Frequently Asked Questions


Introduction



Introduction


What is OPUS?

OPUS is a distributed pipeline system which allows multiple instances of multiple processes to run on multiple nodes over multiple paths. OPUS is a generic pipeline system, and is not tied to any particular processing environment nor to any particular mission. OPUS is a flexible system which can support the development of a pipeline for your own telemetry processing.

The OPUS system is designed to support a sequence of independent applications which take datasets from a raw form and process them to some intermediate or final state.

The OPUS system does not supply you with the mission-specific applications themselves. Instead OPUS provides you with a fully distributed "pipeline" processing environment which will help you organize your applications, monitor the processing, and control what is going on in your pipeline.

The monitoring is done with two Motif applications: the Process Manager (PMG), and the Observation Manager (OMG). The first gives you the tools you need to control the individual tasks in your pipeline. The second gives you a quick view of the status of datasets in your pipeline and allows you to control individual observations.

But more than monitoring, the OPUS system makes it easy for you to distribute processing over multiple nodes, running several instances of the same task either on one machine, or on several machines.

The OPUS system is designed to be used for a variety of purposes, simultaneously. You can establish a production OPUS pipeline, while running a reprocessing OPUS pipeline at the same time. You can use the OPUS system to control and monitor a variety of calibration sequences which simultaneously share reference data and input datasets.

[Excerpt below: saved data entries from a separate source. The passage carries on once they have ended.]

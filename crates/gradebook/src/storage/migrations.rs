//! Database schema versioning for gradebook.
//!
//! [`initialize_schema`] is safe to call on every start: it creates whatever
//! is missing, records the schema version, and never drops or rewrites rows.

use rusqlite::{Connection, OptionalExtension};
use tracing::{debug, info};

use crate::error::{Error, Result};

use super::schema::SCHEMA_STATEMENTS;

/// The current schema version.
pub const CURRENT_VERSION: i32 = 1;

/// Key used to store the schema version in the metadata table.
const VERSION_KEY: &str = "schema_version";

/// Initialize the database schema.
///
/// Creates all tables and indexes if they don't exist, then runs any
/// pending migrations to bring the schema up to the current version.
///
/// # Errors
///
/// Returns an error if schema creation or migration fails, or if the
/// database was written by a newer version of gradebook.
pub fn initialize_schema(conn: &Connection) -> Result<()> {
    for statement in SCHEMA_STATEMENTS {
        conn.execute(statement, [])?;
    }

    let version = schema_version(conn)?;
    if version > CURRENT_VERSION {
        return Err(Error::DatabaseMigration {
            message: format!(
                "database schema version {version} is newer than supported version {CURRENT_VERSION}"
            ),
        });
    }
    if version < CURRENT_VERSION {
        run_migrations(conn, version)?;
        info!("Database schema migrated to version {}", CURRENT_VERSION);
    } else {
        debug!("Database schema is at version {}", version);
    }

    Ok(())
}

/// Get the current schema version from the database.
///
/// Returns 0 if no version is set (fresh database).
///
/// # Errors
///
/// Returns an error if the metadata table cannot be read or holds a
/// malformed version.
pub fn schema_version(conn: &Connection) -> Result<i32> {
    let value: Option<String> = conn
        .query_row(
            "SELECT value FROM metadata WHERE key = ?1",
            [VERSION_KEY],
            |row| row.get(0),
        )
        .optional()?;

    match value {
        Some(value) => value.parse().map_err(|_| Error::DatabaseMigration {
            message: format!("invalid schema version: {value}"),
        }),
        None => Ok(0),
    }
}

fn set_schema_version(conn: &Connection, version: i32) -> Result<()> {
    conn.execute(
        "INSERT OR REPLACE INTO metadata (key, value) VALUES (?1, ?2)",
        (VERSION_KEY, version.to_string()),
    )?;
    Ok(())
}

fn run_migrations(conn: &Connection, from_version: i32) -> Result<()> {
    let mut current = from_version;

    while current < CURRENT_VERSION {
        current += 1;
        run_migration(conn, current)?;
    }

    set_schema_version(conn, CURRENT_VERSION)
}

fn run_migration(conn: &Connection, version: i32) -> Result<()> {
    match version {
        1 => migrate_v1(conn),
        _ => Err(Error::DatabaseMigration {
            message: format!("unknown migration version: {version}"),
        }),
    }
}

/// Version 1 is the base schema created by `SCHEMA_STATEMENTS`.
fn migrate_v1(conn: &Connection) -> Result<()> {
    set_schema_version(conn, 1)
}
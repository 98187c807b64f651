//! The access guard: one credential pair, server-side sessions and flash notices.
//!
//! Each client holds only an opaque session id. Everything else (whether the
//! client logged in, which notices are waiting to be shown) lives in the
//! [`SessionStore`], keyed by that id, so sessions from different clients
//! never observe each other.
//!
//! Entries are created lazily: an id handed to an anonymous client occupies
//! no memory until a login or a notice is stored under it, and an anonymous
//! entry is dropped again once its notices have been read.

use std::collections::HashMap;
use std::fmt;
use std::sync::{Arc, Mutex, MutexGuard, PoisonError};

use serde::Serialize;
use tracing::{info, warn};
use uuid::Uuid;

/// The username/password pair accepted at login.
#[derive(Clone, PartialEq, Eq)]
pub struct Credentials {
    username: String,
    password: String,
}

impl Credentials {
    /// Create a credential pair.
    #[must_use]
    pub fn new(username: impl Into<String>, password: impl Into<String>) -> Self {
        Self {
            username: username.into(),
            password: password.into(),
        }
    }

    /// Exact, case-sensitive match on both halves.
    #[must_use]
    pub fn matches(&self, username: &str, password: &str) -> bool {
        self.username == username && self.password == password
    }

    /// The accepted username.
    #[must_use]
    pub fn username(&self) -> &str {
        &self.username
    }
}

impl fmt::Debug for Credentials {
    fn fmt(&self, f: &mut fmt::Formatter<'_>) -> fmt::Result {
        f.debug_struct("Credentials")
            .field("username", &self.username)
            .field("password", &"***")
            .finish()
    }
}

/// Severity of a flash notice, used for styling.
#[derive(Debug, Clone, Copy, PartialEq, Eq, Serialize)]
#[serde(rename_all = "snake_case")]
pub enum NoticeLevel {
    /// Neutral information.
    Info,
    /// An operation completed.
    Success,
    /// An operation was rejected.
    Error,
}

impl fmt::Display for NoticeLevel {
    fn fmt(&self, f: &mut fmt::Formatter<'_>) -> fmt::Result {
        match self {
            Self::Info => write!(f, "info"),
            Self::Success => write!(f, "success"),
            Self::Error => write!(f, "error"),
        }
    }
}

/// A one-time message attached to the next rendered page.
#[derive(Debug, Clone, PartialEq, Eq, Serialize)]
pub struct Notice {
    /// Severity.
    pub level: NoticeLevel,
    /// Text shown to the user.
    pub message: String,
}

impl Notice {
    /// An informational notice.
    #[must_use]
    pub fn info(message: impl Into<String>) -> Self {
        Self {
            level: NoticeLevel::Info,
            message: message.into(),
        }
    }

    /// A success notice.
    #[must_use]
    pub fn success(message: impl Into<String>) -> Self {
        Self {
            level: NoticeLevel::Success,
            message: message.into(),
        }
    }

    /// An error notice.
    #[must_use]
    pub fn error(message: impl Into<String>) -> Self {
        Self {
            level: NoticeLevel::Error,
            message: message.into(),
        }
    }
}

/// Per-client state.
#[derive(Debug, Clone, Default, PartialEq, Eq)]
pub struct Session {
    /// The logged-in user, if any. This is the session marker.
    pub user: Option<String>,
    /// Notices waiting to be shown, oldest first.
    pub notices: Vec<Notice>,
}

/// In-process map from session id to [`Session`].
///
/// Cloning is cheap and every clone shares the same map.
#[derive(Debug, Clone, Default)]
pub struct SessionStore {
    inner: Arc<Mutex<HashMap<String, Session>>>,
}

impl SessionStore {
    /// Create an empty store.
    #[must_use]
    pub fn new() -> Self {
        Self::default()
    }

    fn sessions(&self) -> MutexGuard<'_, HashMap<String, Session>> {
        // A panic while holding the lock cannot leave a half-written Session
        self.inner.lock().unwrap_or_else(PoisonError::into_inner)
    }

    /// A fresh, unguessable session id. Nothing is stored for it yet.
    #[must_use]
    pub fn new_id() -> String {
        Uuid::new_v4().simple().to_string()
    }

    /// Return `id` if it names a live session, otherwise a fresh id.
    ///
    /// The flag is `true` when the id is fresh. Resolving never stores
    /// anything, so anonymous requests do not grow the store.
    #[must_use]
    pub fn resolve(&self, id: Option<&str>) -> (String, bool) {
        match id {
            Some(id) if self.contains(id) => (id.to_string(), false),
            _ => (Self::new_id(), true),
        }
    }

    /// Whether `id` names a live session.
    #[must_use]
    pub fn contains(&self, id: &str) -> bool {
        self.sessions().contains_key(id)
    }

    /// The logged-in user of a session.
    #[must_use]
    pub fn user(&self, id: &str) -> Option<String> {
        self.sessions().get(id).and_then(|s| s.user.clone())
    }

    /// Set the session marker, storing the session if it is not live yet.
    pub fn set_user(&self, id: &str, user: &str) {
        self.sessions().entry(id.to_string()).or_default().user = Some(user.to_string());
    }

    /// Queue a notice for the next page, storing the session if it is not
    /// live yet.
    pub fn push_notice(&self, id: &str, notice: Notice) {
        self.sessions()
            .entry(id.to_string())
            .or_default()
            .notices
            .push(notice);
    }

    /// Drain the queued notices; each is returned exactly once.
    ///
    /// A session without a logged-in user has nothing left once drained and
    /// is discarded.
    #[must_use]
    pub fn take_notices(&self, id: &str) -> Vec<Notice> {
        let mut sessions = self.sessions();
        let Some(session) = sessions.get_mut(id) else {
            return Vec::new();
        };
        let notices = std::mem::take(&mut session.notices);
        if session.user.is_none() {
            sessions.remove(id);
        }
        notices
    }

    /// Discard a session. Returns whether it existed.
    pub fn remove(&self, id: &str) -> bool {
        self.sessions().remove(id).is_some()
    }

    /// Number of live sessions.
    #[must_use]
    pub fn len(&self) -> usize {
        self.sessions().len()
    }

    /// Whether there are no live sessions.
    #[must_use]
    pub fn is_empty(&self) -> bool {
        self.sessions().is_empty()
    }
}

/// Decides whether a session may use the protected operations.
#[derive(Debug, Clone)]
pub struct AccessGuard {
    credentials: Credentials,
    sessions: SessionStore,
}

impl AccessGuard {
    /// Create a guard accepting `credentials`, with a fresh session store.
    #[must_use]
    pub fn new(credentials: Credentials) -> Self {
        Self {
            credentials,
            sessions: SessionStore::new(),
        }
    }

    /// The underlying session store.
    #[must_use]
    pub fn sessions(&self) -> &SessionStore {
        &self.sessions
    }

    /// True iff a prior login in this session succeeded.
    #[must_use]
    pub fn is_authenticated(&self, session_id: &str) -> bool {
        self.sessions.user(session_id).is_some()
    }

    /// Check the submitted pair and, on a match, mark the session as logged in.
    pub fn login(&self, session_id: &str, username: &str, password: &str) -> bool {
        if self.credentials.matches(username, password) {
            self.sessions.set_user(session_id, username);
            info!("User '{}' logged in", username);
            true
        } else {
            warn!("Rejected login attempt for user '{}'", username);
            false
        }
    }

    /// Discard the session and start a replacement carrying a logout notice.
    ///
    /// Returns the new session id. The old id is no longer valid.
    #[must_use]
    pub fn logout(&self, session_id: &str) -> String {
        if self.sessions.remove(session_id) {
            info!("Session logged out");
        }
        let fresh = SessionStore::new_id();
        self.sessions
            .push_notice(&fresh, Notice::info("You have been logged out."));
        fresh
    }
}

#[cfg(test)]
mod tests {
    use super::*;

    fn guard() -> AccessGuard {
        AccessGuard::new(Credentials::new("professor", "1234"))
    }

    #[test]
    fn test_credentials_exact_match() {
        let creds = Credentials::new("professor", "1234");
        assert!(creds.matches("professor", "1234"));
        assert!(!creds.matches("professor", "wrong"));
        assert!(!creds.matches("Professor", "1234"));
        assert!(!creds.matches("professor ", "1234"));
        assert!(!creds.matches("", ""));
    }

    #[test]
    fn test_credentials_debug_hides_password() {
        let creds = Credentials::new("professor", "hunter2");
        let debug_str = format!("{creds:?}");
        assert!(debug_str.contains("professor"));
        assert!(!debug_str.contains("hunter2"));
    }

    #[test]
    fn test_new_session_is_not_authenticated() {
        let guard = guard();
        let id = SessionStore::new_id();
        assert!(!guard.is_authenticated(&id));
    }

    #[test]
    fn test_login_success_sets_marker() {
        let guard = guard();
        let id = SessionStore::new_id();

        assert!(guard.login(&id, "professor", "1234"));
        assert!(guard.is_authenticated(&id));
        assert_eq!(guard.sessions().user(&id).as_deref(), Some("professor"));
    }

    #[test]
    fn test_login_failure_leaves_session_unauthenticated() {
        let guard = guard();
        let id = SessionStore::new_id();

        assert!(!guard.login(&id, "professor", "wrong"));
        assert!(!guard.is_authenticated(&id));
        assert!(guard.sessions().is_empty());
    }

    #[test]
    fn test_sessions_are_isolated() {
        let guard = guard();
        let a = SessionStore::new_id();
        let b = SessionStore::new_id();

        assert!(guard.login(&a, "professor", "1234"));
        assert!(guard.is_authenticated(&a));
        assert!(!guard.is_authenticated(&b));
    }

    #[test]
    fn test_logout_invalidates_old_session() {
        let guard = guard();
        let id = SessionStore::new_id();
        assert!(guard.login(&id, "professor", "1234"));

        let fresh = guard.logout(&id);

        assert_ne!(fresh, id);
        assert!(!guard.sessions().contains(&id));
        assert!(!guard.is_authenticated(&id));
        assert!(!guard.is_authenticated(&fresh));
        assert_eq!(
            guard.sessions().take_notices(&fresh),
            vec![Notice::info("You have been logged out.")]
        );
    }

    #[test]
    fn test_logout_of_unknown_session() {
        let guard = guard();
        let fresh = guard.logout("nope");
        assert!(guard.sessions().contains(&fresh));
        assert_eq!(guard.sessions().len(), 1);

        // Reading the logout notice leaves nothing behind
        assert_eq!(guard.sessions().take_notices(&fresh).len(), 1);
        assert!(guard.sessions().is_empty());
    }

    #[test]
    fn test_notices_are_read_once() {
        let store = SessionStore::new();
        let id = SessionStore::new_id();
        store.set_user(&id, "professor");
        store.push_notice(&id, Notice::success("saved"));
        store.push_notice(&id, Notice::error("oops"));

        let first = store.take_notices(&id);
        assert_eq!(first.len(), 2);
        assert_eq!(first[0].level, NoticeLevel::Success);
        assert!(store.take_notices(&id).is_empty());
        assert!(store.contains(&id));
    }

    #[test]
    fn test_resolve_reuses_known_and_replaces_unknown() {
        let store = SessionStore::new();
        let id = SessionStore::new_id();
        store.set_user(&id, "professor");

        assert_eq!(store.resolve(Some(&id)), (id.clone(), false));

        let (other, fresh) = store.resolve(Some("forged"));
        assert!(fresh);
        assert_ne!(other, "forged");

        let (_, fresh) = store.resolve(None);
        assert!(fresh);
        assert_eq!(store.len(), 1);
    }

    #[test]
    fn test_anonymous_requests_do_not_grow_store() {
        let store = SessionStore::new();

        for _ in 0..10_000 {
            let (id, fresh) = store.resolve(None);
            assert!(fresh);
            assert!(store.take_notices(&id).is_empty());
        }

        assert!(store.is_empty());
    }

    #[test]
    fn test_anonymous_session_lives_until_notices_are_read() {
        let store = SessionStore::new();
        let (id, _) = store.resolve(None);

        store.push_notice(&id, Notice::info("Please log in"));
        assert!(store.contains(&id));
        assert_eq!(store.resolve(Some(&id)), (id.clone(), false));

        assert_eq!(store.take_notices(&id).len(), 1);
        assert!(!store.contains(&id));
        assert!(store.is_empty());
    }

    #[test]
    fn test_unknown_session_reads_are_noops() {
        let store = SessionStore::new();
        assert!(store.user("ghost").is_none());
        assert!(store.take_notices("ghost").is_empty());
        assert!(!store.remove("ghost"));
        assert!(store.is_empty());
    }

    #[test]
    fn test_writes_store_session_on_demand() {
        let store = SessionStore::new();
        let id = SessionStore::new_id();
        assert!(!store.contains(&id));

        store.set_user(&id, "professor");
        assert_eq!(store.user(&id).as_deref(), Some("professor"));
        assert_eq!(store.len(), 1);
    }

    #[test]
    fn test_notice_level_display() {
        assert_eq!(NoticeLevel::Info.to_string(), "info");
        assert_eq!(NoticeLevel::Success.to_string(), "success");
        assert_eq!(NoticeLevel::Error.to_string(), "error");
    }
}
//! Student registration and grade entry.
//!
//! [`RecordService`] validates raw form input, performs the insert, and turns
//! store failures into [`RecordError`]s. Listing operations read straight
//! through to [`Storage`].

use tracing::{debug, warn};

use crate::error::{Error, RecordError, Result};
use crate::model::{GradeEntry, Student, StudentOption};
use crate::storage::Storage;

/// Message for a registration missing name or registration number.
pub const MSG_STUDENT_REQUIRED: &str = "Name and registration number are required.";

/// Message for a grade submission with an empty field.
pub const MSG_GRADE_REQUIRED: &str = "All fields are required.";

/// Message for a score that does not parse as a number.
pub const MSG_SCORE_NUMERIC: &str = "score must be numeric";

/// Raw student registration input.
#[derive(Debug, Clone, Default, PartialEq, Eq)]
pub struct NewStudent {
    /// Full name (required).
    pub name: String,
    /// Enrollment identifier (required).
    pub registration_number: String,
    /// Email; empty means none.
    pub email: String,
}

/// Raw grade entry input, as submitted by the form.
#[derive(Debug, Clone, Default, PartialEq, Eq)]
pub struct NewGrade {
    /// Id of the student, as text.
    pub student_id: String,
    /// Subject (required).
    pub subject: String,
    /// Score, as text; must parse as a number.
    pub score: String,
}

/// The create/list operations over students and grades.
#[derive(Debug)]
pub struct RecordService {
    storage: Storage,
}

impl RecordService {
    /// Wrap an opened storage.
    #[must_use]
    pub fn new(storage: Storage) -> Self {
        Self { storage }
    }

    /// The underlying storage.
    #[must_use]
    pub fn storage(&self) -> &Storage {
        &self.storage
    }

    /// Register a student and return the new id.
    ///
    /// # Errors
    ///
    /// - [`RecordError::Validation`] if name or registration number is empty.
    /// - [`RecordError::Duplicate`] if the registration number or email is taken.
    /// - [`RecordError::Operation`] for any other store failure.
    pub fn register_student(&self, input: &NewStudent) -> std::result::Result<i64, RecordError> {
        let name = input.name.as_str();
        let registration_number = input.registration_number.as_str();
        let email = Some(input.email.as_str()).filter(|e| !e.is_empty());

        if name.is_empty() || registration_number.is_empty() {
            return Err(RecordError::validation(MSG_STUDENT_REQUIRED));
        }

        match self
            .storage
            .insert_student(name, registration_number, email)
        {
            Ok(id) => {
                debug!("Registered student {} as id {}", registration_number, id);
                Ok(id)
            }
            Err(err) if err.is_unique_violation() => {
                warn!("Duplicate student registration: {}", err.store_message());
                Err(RecordError::duplicate(duplicate_message(&err)))
            }
            Err(err) => {
                warn!("Failed to register student: {}", err);
                Err(RecordError::operation(format!(
                    "Could not register student: {}",
                    err.store_message()
                )))
            }
        }
    }

    /// Every student, in insertion order.
    ///
    /// # Errors
    ///
    /// Returns an error if the database read fails.
    pub fn list_students(&self) -> Result<Vec<Student>> {
        self.storage.students()
    }

    /// Record a grade and return the new id.
    ///
    /// # Errors
    ///
    /// - [`RecordError::Validation`] if a field is empty or the score is not a
    ///   number.
    /// - [`RecordError::Operation`] for anything else, including a student id
    ///   that is not an integer or names no student.
    pub fn record_grade(&self, input: &NewGrade) -> std::result::Result<i64, RecordError> {
        let student_id = input.student_id.as_str();
        let subject = input.subject.as_str();
        let score = input.score.as_str();

        if student_id.is_empty() || subject.is_empty() || score.is_empty() {
            return Err(RecordError::validation(MSG_GRADE_REQUIRED));
        }

        let score = parse_score(score)?;
        let student_id: i64 = student_id.trim().parse().map_err(|err| {
            warn!("Failed to record grade: bad student id {:?}: {}", student_id, err);
            RecordError::operation(format!(
                "Could not record grade: invalid student id {student_id:?} ({err})"
            ))
        })?;

        match self.storage.insert_grade(student_id, subject, score) {
            Ok(id) => {
                debug!("Recorded grade {} for student {}", id, student_id);
                Ok(id)
            }
            Err(err) => {
                warn!("Failed to record grade: {}", err);
                Err(RecordError::operation(format!(
                    "Could not record grade: {}",
                    err.store_message()
                )))
            }
        }
    }

    /// Every grade with its student's name, ordered by name then subject.
    ///
    /// # Errors
    ///
    /// Returns an error if the database read fails.
    pub fn list_grades(&self) -> Result<Vec<GradeEntry>> {
        self.storage.grade_entries()
    }

    /// The students offered in the grade-entry selector.
    ///
    /// # Errors
    ///
    /// Returns an error if the database read fails.
    pub fn list_students_for_form(&self) -> Result<Vec<StudentOption>> {
        self.storage.student_options()
    }
}

/// Parse a score. Any magnitude is accepted, including values that overflow
/// to infinity; only text that is not a number (and `NaN`) is rejected.
///
/// # Errors
///
/// Returns [`RecordError::Validation`] with [`MSG_SCORE_NUMERIC`].
pub fn parse_score(raw: &str) -> std::result::Result<f64, RecordError> {
    raw.trim()
        .parse::<f64>()
        .ok()
        .filter(|v| !v.is_nan())
        .ok_or_else(|| RecordError::validation(MSG_SCORE_NUMERIC))
}

fn duplicate_message(err: &Error) -> String {
    let detail = err.store_message();
    let field = if detail.contains("students.registration_number") {
        Some("registration number")
    } else if detail.contains("students.email") {
        Some("email")
    } else {
        None
    };

    match field {
        Some(field) => format!("A student with this {field} already exists ({detail})."),
        None => format!("Duplicate student data ({detail})."),
    }
}
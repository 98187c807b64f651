//! Session cookie plumbing.
//!
//! [`ClientSession`] is an extractor: it reads the session id from the
//! request's cookies, falls back to a fresh id when the cookie is missing or
//! unknown, and remembers whether the client needs to be told the new id.
//! A fresh id is only sent once something was stored under it.

use std::convert::Infallible;

use axum::extract::FromRequestParts;
use axum::http::header::{COOKIE, SET_COOKIE};
use axum::http::request::Parts;
use axum::http::{HeaderMap, HeaderValue};
use axum::response::Response;
use tracing::warn;

use super::AppState;

/// The session attached to the current request.
#[derive(Debug, Clone, PartialEq, Eq)]
pub struct ClientSession {
    /// Server-side session id.
    pub id: String,
    /// Whether the client does not know this id yet.
    pub is_new: bool,
}

impl ClientSession {
    /// Add a `Set-Cookie` header to `response` when the id is new to the client
    /// and the store now holds a session for it.
    #[must_use]
    pub fn attach(&self, state: &AppState, mut response: Response) -> Response {
        if self.is_new && state.guard.sessions().contains(&self.id) {
            set_session_cookie(response.headers_mut(), &state.cookie_name, &self.id);
        }
        response
    }
}

impl FromRequestParts<AppState> for ClientSession {
    type Rejection = Infallible;

    async fn from_request_parts(
        parts: &mut Parts,
        state: &AppState,
    ) -> Result<Self, Self::Rejection> {
        let presented = read_cookie(&parts.headers, &state.cookie_name);
        let (id, is_new) = state.guard.sessions().resolve(presented.as_deref());
        Ok(Self { id, is_new })
    }
}

/// Find the value of cookie `name` in the request's `Cookie` headers.
#[must_use]
pub fn read_cookie(headers: &HeaderMap, name: &str) -> Option<String> {
    headers
        .get_all(COOKIE)
        .iter()
        .filter_map(|value| value.to_str().ok())
        .flat_map(|value| value.split(';'))
        .filter_map(|pair| pair.trim().split_once('='))
        .find(|(key, _)| *key == name)
        .map(|(_, value)| value.trim_matches('"').to_string())
}

/// Append a `Set-Cookie` header carrying the session id.
pub fn set_session_cookie(headers: &mut HeaderMap, name: &str, id: &str) {
    let cookie = format!("{name}={id}; Path=/; HttpOnly; SameSite=Lax");
    match HeaderValue::from_str(&cookie) {
        Ok(value) => {
            headers.append(SET_COOKIE, value);
        }
        Err(err) => warn!("Could not encode session cookie: {}", err),
    }
}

What is included in the OPUS System?

The OPUS System includes, for several operating systems, the eXternal POLLer (XPOLL), the OPUS Process Manager (PMG), and the OPUS Observation Manager (OMG). These three components allow you to add your own applications and construct your own production pipeline.

In addition, the OPUS Application Programming Interface (OAPI) is included. The OAPI is distributed as an object library and C++ header files with which you can write applications that interface to the OPUS system directly from within C++ code, or even extend the functionality of OPUS to suite your needs.

Alone these components don't process any data. They simply provide the capability for you to construct a distributed, automated production pipeline designed to process telemetry for your instruments. Your pipeline consists of tasks you have written, which are then started, monitored, and managed by OPUS.


What are the OPUS "Managers"?

Two pipeline "managers" come with the OPUS system. They are Motif GUI applications which assist the user in monitoring the system. The Process Manager (PMG) not only assists with the task of configuring the system, but monitors what processes are running on which nodes, and what they are currently doing.

The Observation Manager (OMG) takes a second view of the pipeline activities, monitoring what datasets are where in the pipeline and alerting the operator when observations are unable to complete pipeline processing.


What is not included in the distribution?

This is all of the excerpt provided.